« Arrhe est à Art ce que merdre est à merde »
Marcel Duchamp
Parlons net: ne retenir de l’oeuvre de Wim Delvoye que
le paradigme « Cloaca-machine à merde » est
une vision réductrice qui ne permet pas de comprendre
la continuité de la démarche de l’artiste
entre cette machine et d’autres pièces n’apparaissant
pas comme scatologiques ou moins directement, telles que les
cochons tatoués, les vitraux X-ray, les pelles décorées
ou les engins de construction ouvragés. En fait, Cloaca
dit, à sa manière ce que d’autres œuvres
de Wim Delvoye expriment à travers des langages différents.
Or, la question de l’argent - de l’art comme circuit économique,
de l’art comme marché, est au centre de la réflexion
de l’art sur lui-même ; à ce titre, la « merda
d’artista », proposée au public par Manzoni en
1961, s’impose comme une référence incontournable.
Cependant,
Wim Delvoye va bien plus loin encore que Manzoni dans le questionnement
des liens
entre l’art et l’argent – c’est à dire
aussi, dans la quête alchimique qui consiste à transformer
la merde en or: il a substitué à la boîte
de conserve opaque, un emballage en plastique transparent, façon
saucisse Herta, qui laisse voir son contenu dans toute sa réalité ;
ainsi, il met à nu, déplace et radicalise ce que
Manzoni avait dit symboliquement, à savoir l’équation
entre l’art, la merde et l’argent.
Manzoni avait
en effet décrété que la merde
d’artiste se vendait au poids et suivant le cours de l’or.

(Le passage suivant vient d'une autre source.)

// ============================================================
// Layer 3 - Vocabulary
// ============================================================
// Bidirectional token <-> index table shared by every network.
//
// Conventions:
//   - index 0 is the padding token and never carries meaning
//   - answer candidates are written `@entity<N>`, where N is the
//     output slot the network predicts for that candidate
//
// Example:
//   "@entity7"  → slot 7
//   "@entity"   → not an entity (no digits)
//   "house"     → not an entity
//
// On disk the vocabulary is the plain JSON object
// { "token": index, ... } and is checked on load so that every
// index in use belongs to exactly one token.

use anyhow::{bail, Result};
use serde::{Deserialize, Serialize};
use std::collections::HashMap;

/// Textual prefix marking an entity token.
pub const ENTITY_PREFIX: &str = "@entity";

/// Token stored at index 0.
pub const PAD_TOKEN: &str = "<pad>";

/// Decode the output slot encoded in an entity token.
/// Returns None for any token that is not `@entity<digits>`.
pub fn entity_slot(token: &str) -> Option<usize> {
    let digits = token.strip_prefix(ENTITY_PREFIX)?;
    if digits.is_empty() || !digits.bytes().all(|b| b.is_ascii_digit()) {
        return None;
    }
    digits.parse().ok()
}

#[derive(Debug, Clone, Serialize, Deserialize)]
#[serde(try_from = "HashMap<String, usize>", into = "HashMap<String, usize>")]
pub struct Vocabulary {
    word_idx: HashMap<String, usize>,
    /// Dense reverse table; `None` marks an index with no token.
    idx_word: Vec<Option<String>>,
}

impl Vocabulary {
    /// An empty vocabulary holding only the padding token.
    pub fn new() -> Self {
        let mut word_idx = HashMap::new();
        word_idx.insert(PAD_TOKEN.to_string(), 0);
        Self { word_idx, idx_word: vec![Some(PAD_TOKEN.to_string())] }
    }

    /// Build a vocabulary from tokens in order, starting at index 1.
    /// Repeated tokens keep their first index.
    pub fn from_tokens<I, S>(tokens: I) -> Self
    where
        I: IntoIterator<Item = S>,
        S: Into<String>,
    {
        let mut vocab = Self::new();
        for token in tokens {
            vocab.insert(token);
        }
        vocab
    }

    /// Build from an explicit token → index map.
    /// Fails if two tokens share an index.
    pub fn from_word_idx(word_idx: HashMap<String, usize>) -> Result<Self> {
        let size = word_idx.values().copied().max().map_or(0, |m| m + 1);
        let mut idx_word: Vec<Option<String>> = vec![None; size];
        for (token, &idx) in &word_idx {
            if let Some(existing) = &idx_word[idx] {
                bail!("index {idx} is used by both '{existing}' and '{token}'");
            }
            idx_word[idx] = Some(token.clone());
        }
        Ok(Self { word_idx, idx_word })
    }

    /// Insert a token if missing and return its index.
    pub fn insert(&mut self, token: impl Into<String>) -> usize {
        let token = token.into();
        if let Some(&idx) = self.word_idx.get(&token) {
            return idx;
        }
        let idx = self.idx_word.len();
        self.idx_word.push(Some(token.clone()));
        self.word_idx.insert(token, idx);
        idx
    }

    pub fn index(&self, token: &str) -> Option<usize> {
        self.word_idx.get(token).copied()
    }

    pub fn token(&self, idx: usize) -> Option<&str> {
        self.idx_word.get(idx).and_then(|t| t.as_deref())
    }

    /// Output slot for a token id, if that id is an entity token.
    /// The outer None means the id is unknown.
    pub fn slot_of(&self, idx: usize) -> Option<Option<usize>> {
        self.token(idx).map(entity_slot)
    }

    /// Number of rows an embedding table needs (highest index + 1).
    pub fn len(&self) -> usize {
        self.idx_word.len()
    }

    pub fn is_empty(&self) -> bool {
        self.word_idx.is_empty()
    }

    /// Iterate `(index, token)` pairs in index order.
    pub fn iter(&self) -> impl Iterator<Item = (usize, &str)> {
        self.idx_word
            .iter()
            .enumerate()
            .filter_map(|(i, t)| t.as_deref().map(|t| (i, t)))
    }

    /// Largest entity slot mentioned anywhere in the vocabulary.
    pub fn max_entity_slot(&self) -> Option<usize> {
        self.word_idx.keys().filter_map(|t| entity_slot(t)).max()
    }
}

impl Default for Vocabulary {
    fn default() -> Self {
        Self::new()
    }
}

impl TryFrom<HashMap<String, usize>> for Vocabulary {
    type Error = anyhow::Error;

    fn try_from(map: HashMap<String, usize>) -> Result<Self> {
        Self::from_word_idx(map)
    }
}

impl From<Vocabulary> for HashMap<String, usize> {
    fn from(v: Vocabulary) -> Self {
        v.word_idx
    }
}

// ─── Unit Tests ───────────────────────────────────────────────────────────────
#[cfg(test)]
mod tests {
    use super::*;

    #[test]
    fn test_entity_slot_decoding() {
        assert_eq!(entity_slot("@entity7"), Some(7));
        assert_eq!(entity_slot("@entity123"), Some(123));
        assert_eq!(entity_slot("@entity"), None);
        assert_eq!(entity_slot("@entityx"), None);
        assert_eq!(entity_slot("entity7"), None);
        assert_eq!(entity_slot("house"), None);
    }

    #[test]
    fn test_from_tokens_reserves_padding() {
        let vocab = Vocabulary::from_tokens(["the", "@entity3", "the"]);
        assert_eq!(vocab.token(0), Some(PAD_TOKEN));
        assert_eq!(vocab.index("the"), Some(1));
        assert_eq!(vocab.index("@entity3"), Some(2));
        assert_eq!(vocab.len(), 3);
        assert_eq!(vocab.slot_of(2), Some(Some(3)));
        assert_eq!(vocab.slot_of(1), Some(None));
        assert_eq!(vocab.slot_of(99), None);
    }

    #[test]
    fn test_duplicate_index_rejected() {
        let mut map = HashMap::new();
        map.insert("a".to_string(), 1);
        map.insert("b".to_string(), 1);
        assert!(Vocabulary::from_word_idx(map).is_err());
    }

    #[test]
    fn test_json_round_trip_keeps_indices() {
        let vocab = Vocabulary::from_tokens(["mary", "@entity0", "kitchen"]);
        let json  = serde_json::to_string(&vocab).unwrap();
        let back: Vocabulary = serde_json::from_str(&json).unwrap();
        for (idx, token) in vocab.iter() {
            assert_eq!(back.index(token), Some(idx));
        }
        assert_eq!(back.max_entity_slot(), Some(0));
    }
}
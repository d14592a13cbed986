use serde::{Deserialize, Serialize};

/// One reading-comprehension example as token ids.
///
/// Token id 0 is padding and must not appear inside a segment.
#[derive(Debug, Clone, PartialEq, Serialize, Deserialize)]
pub struct StorySample {
    /// Story segments (sentences or windows), each a list of token ids
    pub story: Vec<Vec<usize>>,

    /// Query token ids
    pub query: Vec<usize>,

    /// Output slots allowed as answers. Empty means every slot.
    #[serde(default)]
    pub candidates: Vec<usize>,

    /// Gold output slot, when known
    #[serde(default)]
    pub answer: Option<usize>,
}

/// A key-value memory example: one value token per key segment.
#[derive(Debug, Clone, PartialEq, Serialize, Deserialize)]
pub struct KeyValueSample {
    pub keys: Vec<Vec<usize>>,

    /// Same length as `keys`; vocabulary ids, usually `@entity` tokens
    pub values: Vec<usize>,

    pub query: Vec<usize>,

    #[serde(default)]
    pub candidates: Vec<usize>,

    #[serde(default)]
    pub answer: Option<usize>,
}

impl KeyValueSample {
    /// View the keys as a story, dropping the values.
    pub fn as_story(&self) -> StorySample {
        StorySample {
            story:      self.keys.clone(),
            query:      self.query.clone(),
            candidates: self.candidates.clone(),
            answer:     self.answer,
        }
    }
}

/// Samples of either memory layout, as read from disk.
#[derive(Debug, Clone, PartialEq, Serialize, Deserialize)]
#[serde(untagged)]
pub enum Sample {
    KeyValue(KeyValueSample),
    Story(StorySample),
}

impl Sample {
    pub fn answer(&self) -> Option<usize> {
        match self {
            Sample::KeyValue(s) => s.answer,
            Sample::Story(s)    => s.answer,
        }
    }
}
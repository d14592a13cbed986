// ============================================================
// Layer 5 - Key-Value Attention Classifier
// ============================================================
// Single hop, no output layer. Attention over the keys picks a
// value directly:
//
//   keys, query ──K──▶ cosine ──masked log-softmax──▶ logp [b, s]
//
//   Argmax        value of the top key, scored with that key's logp
//   AttentionSum  Σ exp(logp) per distinct value (segment order),
//                 best mass wins, scored with ln(mass)
//
// Values are vocabulary ids. The chosen id is decoded to its
// @entity slot, and every other output slot gets
// UNSELECTED_LOG_PROB. Selection runs on the host, row by row, so
// tie-breaking follows segment order.

use burn::{module::Ignored, nn::Embedding, prelude::*};
use serde::{Deserialize, Serialize};

use crate::data::batcher::KeyValueBatch;
use crate::domain::embedding::PretrainedTable;
use crate::domain::vocabulary::Vocabulary;
use crate::error::{ModelError, ModelResult};
use crate::ml::attention::cosine_scores;
use crate::ml::embedder::{check_token_ids, embed_query, embed_segments, embedding_table, SegmentReduction};
use crate::ml::masking::masked_log_softmax;

/// Log-probability given to every slot that was not selected.
pub const UNSELECTED_LOG_PROB: f32 = -100.0;

#[derive(Debug, Clone, Copy, PartialEq, Eq, Serialize, Deserialize)]
pub enum Selection {
    Argmax,
    AttentionSum,
}

#[derive(Config, Debug)]
pub struct KvAttentionConfig {
    pub vocab_size:  usize,
    pub embed_size:  usize,
    pub output_size: usize,
    #[config(default = true)]
    pub positional: bool,
    #[config(default = false)]
    pub average_embeddings: bool,
    #[config(default = "Selection::Argmax")]
    pub selection: Selection,
    #[config(default = false)]
    pub freeze_embeddings: bool,
}

impl KvAttentionConfig {
    pub fn init<B: Backend>(
        &self,
        device:     &B::Device,
        pretrained: Option<&PretrainedTable>,
    ) -> ModelResult<KvAttention<B>> {
        let keys = embedding_table::<B>(self.vocab_size, self.embed_size, pretrained, self.freeze_embeddings, device)?;
        tracing::info!(
            "KV attention classifier ready: embed_size={}, output_size={}, selection={:?}",
            self.embed_size, self.output_size, self.selection,
        );
        Ok(KvAttention {
            keys,
            output_size: self.output_size,
            reduction:   Ignored(SegmentReduction { positional: self.positional, average: self.average_embeddings }),
            selection:   Ignored(self.selection),
        })
    }
}

#[derive(Module, Debug)]
pub struct KvAttention<B: Backend> {
    pub keys:        Embedding<B>,
    pub output_size: usize,
    pub reduction:   Ignored<SegmentReduction>,
    pub selection:   Ignored<Selection>,
}

#[derive(Debug, Clone)]
pub struct KvSelection<B: Backend> {
    /// Sparse log-probabilities [batch, output_size]
    pub log_probs: Tensor<B, 2>,
    /// Output slot of the selected value, per row
    pub chosen: Vec<usize>,
    /// Attention log-probabilities over keys [batch, segments]
    pub attention: Tensor<B, 2>,
}

/// One row of host-side memory: attention log-probs, value ids and
/// segment validity, all indexed by segment.
#[derive(Debug, Clone, Copy)]
pub struct MemoryRow<'a> {
    pub log_probs: &'a [f32],
    pub values:    &'a [usize],
    pub valid:     &'a [f32],
}

impl MemoryRow<'_> {
    fn segments(&self) -> impl Iterator<Item = (usize, f32)> + '_ {
        (0..self.values.len())
            .filter(|&s| self.valid[s] > 0.0)
            .map(|s| (self.values[s], self.log_probs[s]))
    }
}

/// Value of the first highest-scoring valid key.
pub fn argmax_selection(row: MemoryRow<'_>) -> Option<(usize, f32)> {
    let mut best: Option<(usize, f32)> = None;
    for (value, logp) in row.segments() {
        if best.map_or(true, |(_, b)| logp > b) {
            best = Some((value, logp));
        }
    }
    best
}

/// Value with the largest summed attention; first seen wins ties.
pub fn attention_sum_selection(row: MemoryRow<'_>) -> Option<(usize, f32)> {
    let mut mass: Vec<(usize, f32)> = Vec::new();
    for (value, logp) in row.segments() {
        match mass.iter_mut().find(|(v, _)| *v == value) {
            Some((_, m)) => *m += logp.exp(),
            None         => mass.push((value, logp.exp())),
        }
    }

    let mut best: Option<(usize, f32)> = None;
    for &(value, m) in &mass {
        if best.map_or(true, |(_, b)| m > b) {
            best = Some((value, m));
        }
    }
    best.map(|(value, m)| (value, m.ln()))
}

/// Run the selection over every row: the chosen value id and its
/// log-probability, one pair per row.
pub fn select_values(
    selection: Selection,
    log_probs: &[f32],
    values:    &[usize],
    valid:     &[f32],
    segments:  usize,
) -> ModelResult<Vec<(usize, f32)>> {
    let batch = if segments == 0 { 0 } else { values.len() / segments };
    (0..batch)
        .map(|r| {
            let span = r * segments..(r + 1) * segments;
            let row  = MemoryRow {
                log_probs: &log_probs[span.clone()],
                values:    &values[span.clone()],
                valid:     &valid[span],
            };
            let picked = match selection {
                Selection::Argmax       => argmax_selection(row),
                Selection::AttentionSum => attention_sum_selection(row),
            };
            picked.ok_or(ModelError::EmptyMemory { row: r })
        })
        .collect()
}

/// Decode each chosen value id to its entity slot and scatter the
/// scores into a row-major `[batch, output_size]` matrix.
pub fn sparse_log_probs(
    picked:      &[(usize, f32)],
    vocab:       &Vocabulary,
    output_size: usize,
) -> ModelResult<(Vec<f32>, Vec<usize>)> {
    let mut out    = vec![UNSELECTED_LOG_PROB; picked.len() * output_size];
    let mut chosen = Vec::with_capacity(picked.len());

    for (r, &(value, logp)) in picked.iter().enumerate() {
        let slot = match vocab.slot_of(value) {
            None             => return Err(ModelError::UnknownToken(value)),
            Some(None)       => return Err(ModelError::NotAnEntity(value)),
            Some(Some(slot)) => slot,
        };
        if slot >= output_size {
            return Err(ModelError::SlotOutOfRange { slot, output_size });
        }
        out[r * output_size + slot] = logp;
        chosen.push(slot);
    }
    Ok((out, chosen))
}

impl<B: Backend> KvAttention<B> {
    /// Attention log-probabilities over the keys, `[batch, segments]`.
    pub fn attention(&self, batch: &KeyValueBatch<B>) -> Tensor<B, 2> {
        let keys  = embed_segments(&self.keys, batch.keys.clone(), batch.key_mask.clone(), *self.reduction);
        let query = embed_query(&self.keys, batch.query.clone(), batch.query_mask.clone(), *self.reduction);
        masked_log_softmax(cosine_scores(keys, query), batch.segment_mask.clone())
    }

    pub fn forward(&self, batch: &KeyValueBatch<B>, vocab: &Vocabulary) -> ModelResult<KvSelection<B>> {
        check_token_ids(&self.keys, &batch.keys)?;
        check_token_ids(&self.keys, &batch.query)?;

        let attention = self.attention(batch);
        let [rows, segments] = attention.dims();
        let device = attention.device();

        let log_probs: Vec<f32> = attention.clone().into_data().iter::<f32>().collect();
        let values: Vec<usize> = batch
            .values
            .clone()
            .into_data()
            .iter::<i64>()
            .map(|v| v.max(0) as usize)
            .collect();
        let valid: Vec<f32> = batch.segment_mask.clone().into_data().iter::<f32>().collect();

        let picked           = select_values(*self.selection, &log_probs, &values, &valid, segments)?;
        let (sparse, chosen) = sparse_log_probs(&picked, vocab, self.output_size)?;
        tracing::debug!("KV attention selected {:?}", chosen);

        Ok(KvSelection {
            log_probs: Tensor::from_data(TensorData::new(sparse, [rows, self.output_size]), &device),
            chosen,
            attention,
        })
    }
}
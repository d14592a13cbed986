// ============================================================
// Layer 2 - InitUseCase
// ============================================================
// Builds a fresh network and writes it out as a checkpoint:
//
//   Step 1: Load the vocabulary              (Layer 4 - data)
//   Step 2: Load pretrained vectors, if any  (Layer 6 - infra)
//   Step 3: Build the network config         (Layer 5 - ml)
//   Step 4: Initialise the network           (Layer 5 - ml)
//   Step 5: Save weights, config, vocabulary (Layer 6 - infra)
//
// The output slot count defaults to one past the largest
// @entity slot in the vocabulary.

use anyhow::{bail, Context, Result};
use serde::{Deserialize, Serialize};

use crate::data::loader::load_vocabulary;
use crate::domain::traits::EmbeddingProvider;
use crate::domain::vocabulary::Vocabulary;
use crate::infra::{checkpoint::CheckpointManager, embeddings::TextEmbeddingFile};
use crate::ml::{
    attention::Aggregation,
    inferencer::InferBackend,
    kv_attention::{KvAttentionConfig, Selection},
    kv_memn2n::KvMemN2NConfig,
    memn2n::MemN2NConfig,
    network::NetworkConfig,
    output::OutputFeature,
    query_classifier::QueryClassifierConfig,
};

#[derive(Debug, Clone, Copy, PartialEq, Eq, Serialize, Deserialize)]
pub enum Architecture {
    MemN2N,
    KvMemN2N,
    KvAttention,
    QueryClassifier,
}

/// Where pretrained vectors come from and whether they stay fixed.
#[derive(Debug, Clone, Serialize, Deserialize)]
pub struct PretrainedOptions {
    pub path:   String,
    pub freeze: bool,
}

#[derive(Debug, Clone, Serialize, Deserialize)]
pub struct InitConfig {
    pub vocab_path:         String,
    pub checkpoint_dir:     String,
    pub architecture:       Architecture,
    pub embed_size:         usize,
    /// Defaults to the largest @entity slot + 1
    pub output_size:        Option<usize>,
    pub hops:               usize,
    pub aggregation:        Aggregation,
    pub positional:         bool,
    pub average_embeddings: bool,
    pub output_feature:     OutputFeature,
    pub selection:          Selection,
    pub pretrained:         Option<PretrainedOptions>,
}

impl Default for InitConfig {
    fn default() -> Self {
        Self {
            vocab_path:         "data/vocab.txt".to_string(),
            checkpoint_dir:     "checkpoints".to_string(),
            architecture:       Architecture::MemN2N,
            embed_size:         64,
            output_size:        None,
            hops:               1,
            aggregation:        Aggregation::SoftWeighted,
            positional:         true,
            average_embeddings: false,
            output_feature:     OutputFeature::Fused,
            selection:          Selection::Argmax,
            pretrained:         None,
        }
    }
}

impl InitConfig {
    fn output_size(&self, vocab: &Vocabulary) -> Result<usize> {
        if let Some(size) = self.output_size {
            return Ok(size);
        }
        match vocab.max_entity_slot() {
            Some(slot) => Ok(slot + 1),
            None => bail!("vocabulary has no @entity tokens; pass an explicit output size"),
        }
    }

    /// Network config for this vocabulary.
    pub fn network_config(&self, vocab: &Vocabulary) -> Result<NetworkConfig> {
        let (v, d, o) = (vocab.len(), self.embed_size, self.output_size(vocab)?);
        let freeze    = self.pretrained.as_ref().is_some_and(|p| p.freeze);
        Ok(match self.architecture {
            Architecture::MemN2N => NetworkConfig::MemN2N(
                MemN2NConfig::new(v, d, o)
                    .with_hops(self.hops)
                    .with_aggregation(self.aggregation)
                    .with_positional(self.positional)
                    .with_average_embeddings(self.average_embeddings)
                    .with_output_feature(self.output_feature)
                    .with_freeze_embeddings(freeze),
            ),
            Architecture::KvMemN2N => NetworkConfig::KvMemN2N(
                KvMemN2NConfig::new(v, d, o)
                    .with_hops(self.hops)
                    .with_aggregation(self.aggregation)
                    .with_positional(self.positional)
                    .with_average_embeddings(self.average_embeddings)
                    .with_freeze_embeddings(freeze),
            ),
            Architecture::KvAttention => NetworkConfig::KvAttention(
                KvAttentionConfig::new(v, d, o)
                    .with_positional(self.positional)
                    .with_average_embeddings(self.average_embeddings)
                    .with_selection(self.selection)
                    .with_freeze_embeddings(freeze),
            ),
            Architecture::QueryClassifier => NetworkConfig::QueryClassifier(
                QueryClassifierConfig::new(v, d, o)
                    .with_average_embeddings(self.average_embeddings)
                    .with_freeze_embeddings(freeze),
            ),
        })
    }
}

pub struct InitUseCase {
    config: InitConfig,
}

impl InitUseCase {
    pub fn new(config: InitConfig) -> Self {
        Self { config }
    }

    /// Returns the config the checkpoint was written with.
    pub fn execute(&self) -> Result<NetworkConfig> {
        let cfg = &self.config;

        // Step 1
        let vocab = load_vocabulary(&cfg.vocab_path)?;

        // Step 2
        let pretrained = match &cfg.pretrained {
            Some(p) => Some(TextEmbeddingFile::new(&p.path).load(&vocab, p.freeze)?),
            None    => None,
        };

        // Step 3 + 4
        let network_cfg = cfg.network_config(&vocab)?;
        let device      = Default::default();
        let network     = network_cfg
            .init::<InferBackend>(&device, pretrained.as_ref())
            .with_context(|| format!("Cannot build {}", network_cfg.name()))?;

        // Step 5
        let ckpt = CheckpointManager::new(&cfg.checkpoint_dir);
        ckpt.save_config(&network_cfg)?;
        ckpt.save_vocab(&vocab)?;
        ckpt.save_network(&network)?;

        tracing::info!(
            "Initialised {} (vocab={}, output={}) in '{}'",
            network_cfg.name(), network_cfg.vocab_size(), network_cfg.output_size(), cfg.checkpoint_dir,
        );
        Ok(network_cfg)
    }
}
// ============================================================
// Layer 4 - Data Pipeline
// ============================================================
// From sample files on disk to padded tensor batches:
//
//   samples.json / .jsonl
//       │
//       ▼
//   loader         → parses samples, groups them by memory layout
//       │
//       ▼
//   sample         → StorySample / KeyValueSample (token ids)
//       │
//       ▼
//   batcher        → pads ids, builds token / segment / output masks
//
// Tokenisation happens upstream; every id refers to the vocabulary
// saved next to the checkpoint.
//
// Reference: Burn Book §4 (Datasets and Dataloaders)

/// Reads sample files and vocabularies
pub mod loader;

/// Token-id samples for story and key-value memories
pub mod sample;

/// Pads samples into tensor batches with masks
pub mod batcher;
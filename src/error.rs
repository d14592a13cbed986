// ============================================================
// Model Errors
// ============================================================
// Typed failures raised by the networks themselves.
//
//   Construction time:  InvalidHops, EmbeddingDimMismatch,
//                       EmbeddingRowsMismatch
//   Forward pass:       MissingEntity, UnknownToken,
//                       NotAnEntity, SlotOutOfRange,
//                       EmptyMemory, NeedsKeyValueMemory
//
// Forward-pass errors mean the batch is inconsistent with the
// vocabulary or the output space. They abort the pass; there is
// nothing to retry.

use thiserror::Error;

pub type ModelResult<T> = Result<T, ModelError>;

#[derive(Debug, Clone, PartialEq, Error)]
pub enum ModelError {
    #[error("number of hops must be between 1 and 3, got {0}")]
    InvalidHops(usize),

    #[error("pretrained embeddings have dimension {found}, model expects {expected}")]
    EmbeddingDimMismatch { expected: usize, found: usize },

    #[error("pretrained embeddings have {found} rows, vocabulary has {expected}")]
    EmbeddingRowsMismatch { expected: usize, found: usize },

    #[error("top-attended segment {segment} of batch row {row} has no entity token")]
    MissingEntity { row: usize, segment: usize },

    #[error("token id {0} is not in the vocabulary")]
    UnknownToken(usize),

    #[error("value token id {0} is not an @entity token")]
    NotAnEntity(usize),

    #[error("entity slot {slot} is outside the output space of size {output_size}")]
    SlotOutOfRange { slot: usize, output_size: usize },

    #[error("batch row {row} has no non-padding value to select")]
    EmptyMemory { row: usize },

    #[error("{0} reads a key-value memory but was given plain story samples")]
    NeedsKeyValueMemory(&'static str),
}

Or, la commercialisation de la merde comme œuvre d’art
est bien plus qu’un geste de dérision ; en effet,
en 61, les théories psychanalytiques étaient largement
répandues : pour Freud,
les excréments constituent
le premier cadeau que fait l’enfant à ses proches
; et la fascination de l’enfant pour son caca, si elle
est vite réprimée par l’éducation,
ne s’en trouve pas moins déplacée dans bon
nombre de cas vers des objets au caractère moins offensant,
parmi lesquels au premier chef, l’argent.
L’introduction de la merde en art – au delà de
sa représentation, fréquente dans la peinture
de genre, permettait
donc de souligner l’aspect fétichiste
de l’œuvre, et invitait à réfléchir
sur la notion de sa valeur. Mais dans le cas
de Manzoni, l’œuvre s’intitule « Merde
d’artiste »,
et l’opération qui aurait permis sa production (si
elle avait été réelle) aurait été l’exercice
d’une fonction naturelle ; tandis que chez Wim Delvoye,
le titre « Cloaca » renvoie à un univers neutre, à une
machine dûment construite, qui, in fine, produit effectivement
de la merde. Chez l’un, l’artiste vend « sa » merde
; chez l’autre, il délègue sa fabrication à un
tiers artificiel, et vend le spectacle de cette fabrication,
et son produit.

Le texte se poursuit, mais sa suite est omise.